* EXERCISE PROMPT *
After locating "pub enum OutputFormat" in the listing below, copy that line and each one after it exactly, ending with the line that has "bug (exit 3).".

┏━━

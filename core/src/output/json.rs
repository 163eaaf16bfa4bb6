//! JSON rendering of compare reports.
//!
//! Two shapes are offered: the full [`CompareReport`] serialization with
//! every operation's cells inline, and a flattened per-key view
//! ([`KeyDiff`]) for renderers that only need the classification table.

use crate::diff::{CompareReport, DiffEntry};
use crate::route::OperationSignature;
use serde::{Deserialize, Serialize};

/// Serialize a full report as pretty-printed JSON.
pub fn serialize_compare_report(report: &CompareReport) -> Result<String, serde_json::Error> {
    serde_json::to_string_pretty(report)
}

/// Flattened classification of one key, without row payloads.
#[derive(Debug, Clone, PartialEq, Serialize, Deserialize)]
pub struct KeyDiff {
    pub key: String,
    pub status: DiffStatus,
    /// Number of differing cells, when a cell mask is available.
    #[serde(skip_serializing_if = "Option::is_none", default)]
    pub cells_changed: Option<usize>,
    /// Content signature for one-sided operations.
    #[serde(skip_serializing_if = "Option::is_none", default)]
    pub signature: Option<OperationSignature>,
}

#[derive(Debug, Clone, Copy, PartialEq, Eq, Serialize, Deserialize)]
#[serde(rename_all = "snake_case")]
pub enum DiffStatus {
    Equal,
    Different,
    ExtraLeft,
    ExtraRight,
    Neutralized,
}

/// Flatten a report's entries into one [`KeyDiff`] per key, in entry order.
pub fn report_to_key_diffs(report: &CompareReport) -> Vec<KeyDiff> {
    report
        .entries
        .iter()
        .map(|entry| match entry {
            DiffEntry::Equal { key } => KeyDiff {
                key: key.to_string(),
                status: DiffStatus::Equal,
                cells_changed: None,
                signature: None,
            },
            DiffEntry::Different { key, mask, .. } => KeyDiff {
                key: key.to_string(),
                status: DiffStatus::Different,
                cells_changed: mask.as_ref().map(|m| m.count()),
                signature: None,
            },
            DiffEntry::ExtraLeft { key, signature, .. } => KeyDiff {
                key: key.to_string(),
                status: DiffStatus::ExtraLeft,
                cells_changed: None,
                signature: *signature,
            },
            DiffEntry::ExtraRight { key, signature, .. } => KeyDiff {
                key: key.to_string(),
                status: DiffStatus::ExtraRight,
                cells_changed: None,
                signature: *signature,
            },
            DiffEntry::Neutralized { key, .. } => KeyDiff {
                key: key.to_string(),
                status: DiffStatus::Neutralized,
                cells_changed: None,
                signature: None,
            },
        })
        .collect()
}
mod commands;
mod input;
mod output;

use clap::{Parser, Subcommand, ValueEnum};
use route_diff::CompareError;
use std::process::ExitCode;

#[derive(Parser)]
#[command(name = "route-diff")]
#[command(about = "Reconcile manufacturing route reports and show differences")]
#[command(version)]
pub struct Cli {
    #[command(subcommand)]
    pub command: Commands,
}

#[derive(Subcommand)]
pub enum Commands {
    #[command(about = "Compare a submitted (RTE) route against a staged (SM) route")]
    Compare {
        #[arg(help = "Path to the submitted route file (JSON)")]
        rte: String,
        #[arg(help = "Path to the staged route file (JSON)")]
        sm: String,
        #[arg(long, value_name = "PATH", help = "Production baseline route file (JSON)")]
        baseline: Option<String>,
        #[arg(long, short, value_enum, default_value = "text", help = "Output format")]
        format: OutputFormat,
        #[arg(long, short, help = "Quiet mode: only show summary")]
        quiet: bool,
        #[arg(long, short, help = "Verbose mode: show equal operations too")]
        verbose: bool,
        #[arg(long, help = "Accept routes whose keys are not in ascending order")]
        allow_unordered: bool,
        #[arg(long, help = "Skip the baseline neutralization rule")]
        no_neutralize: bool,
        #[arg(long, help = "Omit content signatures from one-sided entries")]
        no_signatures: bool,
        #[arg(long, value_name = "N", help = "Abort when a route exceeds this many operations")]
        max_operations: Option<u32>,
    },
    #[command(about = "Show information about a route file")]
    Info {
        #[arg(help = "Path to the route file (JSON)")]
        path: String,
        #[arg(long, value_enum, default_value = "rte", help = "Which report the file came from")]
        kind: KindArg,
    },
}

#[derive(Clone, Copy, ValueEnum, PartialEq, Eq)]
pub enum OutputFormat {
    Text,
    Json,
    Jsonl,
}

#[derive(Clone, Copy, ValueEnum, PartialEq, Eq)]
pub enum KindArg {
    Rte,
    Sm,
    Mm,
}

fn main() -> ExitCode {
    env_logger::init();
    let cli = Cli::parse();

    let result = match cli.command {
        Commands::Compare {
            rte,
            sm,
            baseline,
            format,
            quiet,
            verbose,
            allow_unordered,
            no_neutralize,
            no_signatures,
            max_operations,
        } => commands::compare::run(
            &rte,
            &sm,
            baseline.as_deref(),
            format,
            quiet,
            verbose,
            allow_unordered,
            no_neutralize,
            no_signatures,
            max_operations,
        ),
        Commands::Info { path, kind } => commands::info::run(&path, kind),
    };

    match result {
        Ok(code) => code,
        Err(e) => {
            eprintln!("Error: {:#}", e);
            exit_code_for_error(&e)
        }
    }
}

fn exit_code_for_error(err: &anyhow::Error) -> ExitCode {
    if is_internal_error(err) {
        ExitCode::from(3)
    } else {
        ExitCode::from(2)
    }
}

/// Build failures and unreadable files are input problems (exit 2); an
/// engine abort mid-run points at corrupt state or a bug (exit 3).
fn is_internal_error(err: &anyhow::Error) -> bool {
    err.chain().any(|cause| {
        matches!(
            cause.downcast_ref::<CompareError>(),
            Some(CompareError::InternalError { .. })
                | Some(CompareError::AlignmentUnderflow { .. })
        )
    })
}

┗━━
┏━━

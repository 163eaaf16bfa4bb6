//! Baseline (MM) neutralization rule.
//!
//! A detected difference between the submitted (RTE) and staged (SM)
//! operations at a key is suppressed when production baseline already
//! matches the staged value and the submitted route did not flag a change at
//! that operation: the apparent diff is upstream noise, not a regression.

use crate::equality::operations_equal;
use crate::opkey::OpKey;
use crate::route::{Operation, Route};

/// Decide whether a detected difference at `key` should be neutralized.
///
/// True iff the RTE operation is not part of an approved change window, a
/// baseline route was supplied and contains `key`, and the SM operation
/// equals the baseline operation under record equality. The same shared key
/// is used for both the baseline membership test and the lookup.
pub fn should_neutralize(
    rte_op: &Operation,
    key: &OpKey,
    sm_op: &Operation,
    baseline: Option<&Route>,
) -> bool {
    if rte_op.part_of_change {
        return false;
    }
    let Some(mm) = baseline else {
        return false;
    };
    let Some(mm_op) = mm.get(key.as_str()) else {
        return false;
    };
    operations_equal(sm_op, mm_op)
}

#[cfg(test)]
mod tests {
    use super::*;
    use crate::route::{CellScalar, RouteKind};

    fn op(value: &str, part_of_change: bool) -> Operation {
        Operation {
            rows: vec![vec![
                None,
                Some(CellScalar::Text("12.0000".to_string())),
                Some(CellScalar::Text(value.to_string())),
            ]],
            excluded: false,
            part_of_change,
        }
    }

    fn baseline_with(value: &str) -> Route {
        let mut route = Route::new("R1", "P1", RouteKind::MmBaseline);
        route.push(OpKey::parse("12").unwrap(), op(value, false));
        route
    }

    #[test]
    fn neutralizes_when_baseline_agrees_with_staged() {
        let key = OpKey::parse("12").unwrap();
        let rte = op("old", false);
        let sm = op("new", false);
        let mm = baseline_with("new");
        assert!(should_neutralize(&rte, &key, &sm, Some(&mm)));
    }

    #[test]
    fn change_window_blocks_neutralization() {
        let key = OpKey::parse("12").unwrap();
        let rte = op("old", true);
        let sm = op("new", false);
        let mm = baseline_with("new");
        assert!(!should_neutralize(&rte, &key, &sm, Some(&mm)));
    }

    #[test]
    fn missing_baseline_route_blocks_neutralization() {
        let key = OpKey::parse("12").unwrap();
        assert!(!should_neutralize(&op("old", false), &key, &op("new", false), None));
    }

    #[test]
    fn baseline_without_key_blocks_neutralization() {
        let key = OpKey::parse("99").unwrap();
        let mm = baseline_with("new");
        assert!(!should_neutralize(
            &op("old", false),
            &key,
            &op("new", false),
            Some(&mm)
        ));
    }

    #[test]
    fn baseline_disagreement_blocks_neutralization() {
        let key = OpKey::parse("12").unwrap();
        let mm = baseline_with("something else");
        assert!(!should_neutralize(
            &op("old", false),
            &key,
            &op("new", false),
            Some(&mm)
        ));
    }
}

┗━━
┏━━

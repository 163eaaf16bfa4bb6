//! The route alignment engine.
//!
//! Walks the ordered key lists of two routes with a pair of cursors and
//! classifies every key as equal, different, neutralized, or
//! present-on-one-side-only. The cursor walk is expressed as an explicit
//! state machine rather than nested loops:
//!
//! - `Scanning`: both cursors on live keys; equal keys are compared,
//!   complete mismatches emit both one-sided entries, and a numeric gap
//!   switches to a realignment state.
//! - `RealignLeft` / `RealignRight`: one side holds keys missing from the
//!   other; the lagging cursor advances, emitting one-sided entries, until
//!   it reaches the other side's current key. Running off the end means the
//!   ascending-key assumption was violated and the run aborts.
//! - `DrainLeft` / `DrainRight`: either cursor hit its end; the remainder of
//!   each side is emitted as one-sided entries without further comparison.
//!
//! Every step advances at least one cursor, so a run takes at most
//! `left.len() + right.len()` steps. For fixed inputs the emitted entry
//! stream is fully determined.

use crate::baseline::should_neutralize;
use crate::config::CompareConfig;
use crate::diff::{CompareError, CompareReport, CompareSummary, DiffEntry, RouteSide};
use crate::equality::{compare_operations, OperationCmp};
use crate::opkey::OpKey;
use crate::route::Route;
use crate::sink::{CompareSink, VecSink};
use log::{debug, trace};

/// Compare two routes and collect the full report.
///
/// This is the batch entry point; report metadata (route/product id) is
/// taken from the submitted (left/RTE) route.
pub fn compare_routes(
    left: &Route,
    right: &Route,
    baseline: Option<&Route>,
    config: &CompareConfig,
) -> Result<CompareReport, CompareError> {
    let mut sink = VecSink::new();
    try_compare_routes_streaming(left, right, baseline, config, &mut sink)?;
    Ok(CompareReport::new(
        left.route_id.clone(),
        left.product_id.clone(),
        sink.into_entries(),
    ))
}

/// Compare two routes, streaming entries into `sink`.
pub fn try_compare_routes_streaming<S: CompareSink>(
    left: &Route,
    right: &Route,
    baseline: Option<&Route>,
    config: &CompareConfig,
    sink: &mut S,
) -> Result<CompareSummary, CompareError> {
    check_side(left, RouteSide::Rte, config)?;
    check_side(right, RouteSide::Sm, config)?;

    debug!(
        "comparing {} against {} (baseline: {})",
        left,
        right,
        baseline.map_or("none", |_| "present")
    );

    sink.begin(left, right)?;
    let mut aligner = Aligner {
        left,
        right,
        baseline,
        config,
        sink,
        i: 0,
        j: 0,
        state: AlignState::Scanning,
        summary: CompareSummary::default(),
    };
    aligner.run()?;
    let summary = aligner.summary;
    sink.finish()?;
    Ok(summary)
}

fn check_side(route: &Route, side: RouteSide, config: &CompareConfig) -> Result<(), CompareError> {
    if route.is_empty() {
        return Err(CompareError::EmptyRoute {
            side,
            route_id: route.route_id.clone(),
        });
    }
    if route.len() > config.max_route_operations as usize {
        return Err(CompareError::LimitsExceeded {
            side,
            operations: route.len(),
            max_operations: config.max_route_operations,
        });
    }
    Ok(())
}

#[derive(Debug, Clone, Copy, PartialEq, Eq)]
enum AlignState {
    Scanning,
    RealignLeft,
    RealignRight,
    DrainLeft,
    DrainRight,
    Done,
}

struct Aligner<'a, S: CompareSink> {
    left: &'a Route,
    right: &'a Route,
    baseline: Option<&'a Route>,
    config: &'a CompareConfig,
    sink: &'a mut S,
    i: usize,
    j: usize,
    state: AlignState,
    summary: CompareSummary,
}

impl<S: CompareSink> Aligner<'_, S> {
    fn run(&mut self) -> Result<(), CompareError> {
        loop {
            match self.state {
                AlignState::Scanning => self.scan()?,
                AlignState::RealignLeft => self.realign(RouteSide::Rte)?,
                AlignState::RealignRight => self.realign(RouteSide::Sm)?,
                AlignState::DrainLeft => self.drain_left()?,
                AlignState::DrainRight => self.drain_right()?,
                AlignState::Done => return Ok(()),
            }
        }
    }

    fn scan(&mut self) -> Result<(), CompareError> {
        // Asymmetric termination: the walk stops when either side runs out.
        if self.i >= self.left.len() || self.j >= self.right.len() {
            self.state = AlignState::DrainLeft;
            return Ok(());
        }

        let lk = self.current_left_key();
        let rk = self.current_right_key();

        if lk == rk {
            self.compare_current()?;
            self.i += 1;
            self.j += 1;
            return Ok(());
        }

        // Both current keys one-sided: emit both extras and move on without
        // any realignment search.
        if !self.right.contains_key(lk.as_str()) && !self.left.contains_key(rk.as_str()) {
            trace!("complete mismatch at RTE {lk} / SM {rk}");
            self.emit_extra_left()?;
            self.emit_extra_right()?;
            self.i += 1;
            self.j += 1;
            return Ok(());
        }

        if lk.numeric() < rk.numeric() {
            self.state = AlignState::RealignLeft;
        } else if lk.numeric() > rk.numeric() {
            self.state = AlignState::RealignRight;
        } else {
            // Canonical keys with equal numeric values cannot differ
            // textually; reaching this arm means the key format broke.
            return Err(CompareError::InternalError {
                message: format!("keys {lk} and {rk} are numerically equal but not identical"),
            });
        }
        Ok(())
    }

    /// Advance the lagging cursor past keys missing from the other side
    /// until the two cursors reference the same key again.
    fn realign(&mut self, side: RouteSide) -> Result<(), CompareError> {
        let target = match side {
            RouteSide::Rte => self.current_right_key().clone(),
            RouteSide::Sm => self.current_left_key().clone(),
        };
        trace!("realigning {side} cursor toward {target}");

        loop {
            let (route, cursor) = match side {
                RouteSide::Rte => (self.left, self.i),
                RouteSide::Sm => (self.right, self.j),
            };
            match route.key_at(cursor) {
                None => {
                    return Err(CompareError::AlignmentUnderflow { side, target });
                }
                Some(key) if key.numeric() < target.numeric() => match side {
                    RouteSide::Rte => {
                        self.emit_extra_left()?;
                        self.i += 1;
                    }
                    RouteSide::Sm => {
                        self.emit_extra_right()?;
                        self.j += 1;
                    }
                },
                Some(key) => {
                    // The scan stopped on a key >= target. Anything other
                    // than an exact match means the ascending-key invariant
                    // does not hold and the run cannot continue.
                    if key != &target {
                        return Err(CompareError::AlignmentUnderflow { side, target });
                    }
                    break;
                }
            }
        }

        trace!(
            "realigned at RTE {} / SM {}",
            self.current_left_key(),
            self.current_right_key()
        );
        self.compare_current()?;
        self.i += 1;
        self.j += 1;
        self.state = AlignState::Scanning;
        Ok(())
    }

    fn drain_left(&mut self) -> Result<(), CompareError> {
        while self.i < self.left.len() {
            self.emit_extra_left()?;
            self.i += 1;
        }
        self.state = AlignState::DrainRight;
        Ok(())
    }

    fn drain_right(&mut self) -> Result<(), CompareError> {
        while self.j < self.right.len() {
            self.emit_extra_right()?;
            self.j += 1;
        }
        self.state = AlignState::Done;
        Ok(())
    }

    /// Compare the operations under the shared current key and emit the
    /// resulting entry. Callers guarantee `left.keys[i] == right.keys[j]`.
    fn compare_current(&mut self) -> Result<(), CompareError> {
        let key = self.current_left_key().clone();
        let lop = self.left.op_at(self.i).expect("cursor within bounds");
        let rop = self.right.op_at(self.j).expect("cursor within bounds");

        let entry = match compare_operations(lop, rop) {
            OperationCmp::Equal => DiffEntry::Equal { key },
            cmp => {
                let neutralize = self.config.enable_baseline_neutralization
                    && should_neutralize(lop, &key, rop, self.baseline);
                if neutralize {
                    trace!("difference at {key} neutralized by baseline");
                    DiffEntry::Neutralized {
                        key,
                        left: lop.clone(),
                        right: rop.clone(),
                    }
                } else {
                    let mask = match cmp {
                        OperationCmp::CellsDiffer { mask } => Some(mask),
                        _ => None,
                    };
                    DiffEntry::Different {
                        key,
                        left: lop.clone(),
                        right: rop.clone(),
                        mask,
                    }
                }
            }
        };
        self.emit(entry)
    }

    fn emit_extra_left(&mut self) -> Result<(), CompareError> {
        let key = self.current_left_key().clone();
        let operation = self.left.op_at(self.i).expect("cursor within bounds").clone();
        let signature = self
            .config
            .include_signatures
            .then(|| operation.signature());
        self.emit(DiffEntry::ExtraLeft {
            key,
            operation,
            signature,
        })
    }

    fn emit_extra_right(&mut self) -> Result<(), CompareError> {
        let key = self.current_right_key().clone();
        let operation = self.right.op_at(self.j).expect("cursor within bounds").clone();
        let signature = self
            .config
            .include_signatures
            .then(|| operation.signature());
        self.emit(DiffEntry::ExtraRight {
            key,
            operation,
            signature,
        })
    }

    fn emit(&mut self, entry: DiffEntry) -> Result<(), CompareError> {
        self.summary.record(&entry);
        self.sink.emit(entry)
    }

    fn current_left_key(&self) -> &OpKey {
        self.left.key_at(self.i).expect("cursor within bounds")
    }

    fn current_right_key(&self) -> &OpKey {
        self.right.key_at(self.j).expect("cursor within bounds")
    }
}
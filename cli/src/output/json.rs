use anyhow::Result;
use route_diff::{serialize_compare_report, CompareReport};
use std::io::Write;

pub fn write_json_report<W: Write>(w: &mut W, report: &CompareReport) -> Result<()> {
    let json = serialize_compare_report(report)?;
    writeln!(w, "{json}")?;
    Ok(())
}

┗━━

* WRITTEN RESPONSE *
pub enum OutputFormat {
    Text,
    Json,
    Jsonl,
}

#[derive(Clone, Copy, ValueEnum, PartialEq, Eq)]
pub enum KindArg {
    Rte,
    Sm,
    Mm,
}

fn main() -> ExitCode {
    env_logger::init();
    let cli = Cli::parse();

    let result = match cli.command {
        Commands::Compare {
            rte,
            sm,
            baseline,
            format,
            quiet,
            verbose,
            allow_unordered,
            no_neutralize,
            no_signatures,
            max_operations,
        } => commands::compare::run(
            &rte,
            &sm,
            baseline.as_deref(),
            format,
            quiet,
            verbose,
            allow_unordered,
            no_neutralize,
            no_signatures,
            max_operations,
        ),
        Commands::Info { path, kind } => commands::info::run(&path, kind),
    };

    match result {
        Ok(code) => code,
        Err(e) => {
            eprintln!("Error: {:#}", e);
            exit_code_for_error(&e)
        }
    }
}

fn exit_code_for_error(err: &anyhow::Error) -> ExitCode {
    if is_internal_error(err) {
        ExitCode::from(3)
    } else {
        ExitCode::from(2)
    }
}

/// Build failures and unreadable files are input problems (exit 2); an
/// engine abort mid-run points at corrupt state or a bug (exit 3).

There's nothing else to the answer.